/// Dependency edges derived from a parsed mapper.
use std::fmt;

/// What a tentacle notifies when its watched items change.
#[derive(Debug, Clone, Copy, PartialEq, Eq, Hash)]
pub enum TentacleKind {
    /// Recompute properties of the target entity.
    Property,
    /// Re-run a subscription mapper, identified by mapper id.
    Mapper,
}

impl fmt::Display for TentacleKind {
    fn fmt(&self, f: &mut fmt::Formatter<'_>) -> fmt::Result {
        match self {
            TentacleKind::Property => f.write_str("property"),
            TentacleKind::Mapper => f.write_str("mapper"),
        }
    }
}

/// One edge of the dependency graph: when any of `items` changes on
/// `source_id`, `target_id` must be recomputed.
#[derive(Debug, Clone, PartialEq, Eq)]
pub struct Tentacle {
    kind: TentacleKind,
    target_id: String,
    source_id: String,
    items: Vec<String>,
}

impl Tentacle {
    pub fn new(
        kind: TentacleKind,
        target_id: impl Into<String>,
        source_id: impl Into<String>,
        items: Vec<String>,
    ) -> Self {
        Self {
            kind,
            target_id: target_id.into(),
            source_id: source_id.into(),
            items,
        }
    }

    pub fn kind(&self) -> TentacleKind {
        self.kind
    }

    /// Entity id for [`TentacleKind::Property`], mapper id for
    /// [`TentacleKind::Mapper`].
    pub fn target_id(&self) -> &str {
        &self.target_id
    }

    pub fn source_id(&self) -> &str {
        &self.source_id
    }

    /// Distinct property paths watched on the source, in first-reference order.
    pub fn items(&self) -> &[String] {
        &self.items
    }

    /// Whether a change to `path` on the source entity triggers this edge.
    /// A change to a parent or child of a watched path counts.
    pub fn watches(&self, path: &str) -> bool {
        self.items.iter().any(|item| {
            item == path
                || is_path_prefix(item, path)
                || is_path_prefix(path, item)
        })
    }
}

fn is_path_prefix(prefix: &str, path: &str) -> bool {
    path.strip_prefix(prefix)
        .is_some_and(|rest| rest.starts_with(twin_value::PATH_SEPARATOR))
}

impl fmt::Display for Tentacle {
    fn fmt(&self, f: &mut fmt::Formatter<'_>) -> fmt::Result {
        write!(
            f,
            "{} {} <- {} [{}]",
            self.kind,
            self.target_id,
            self.source_id,
            self.items.join(", ")
        )
    }
}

→ **EXERCISE BRIEF**: Work out how many lines of the preceding data contain the word "Display". Reply with that number only.

→ **WORKED SOLUTION**: 2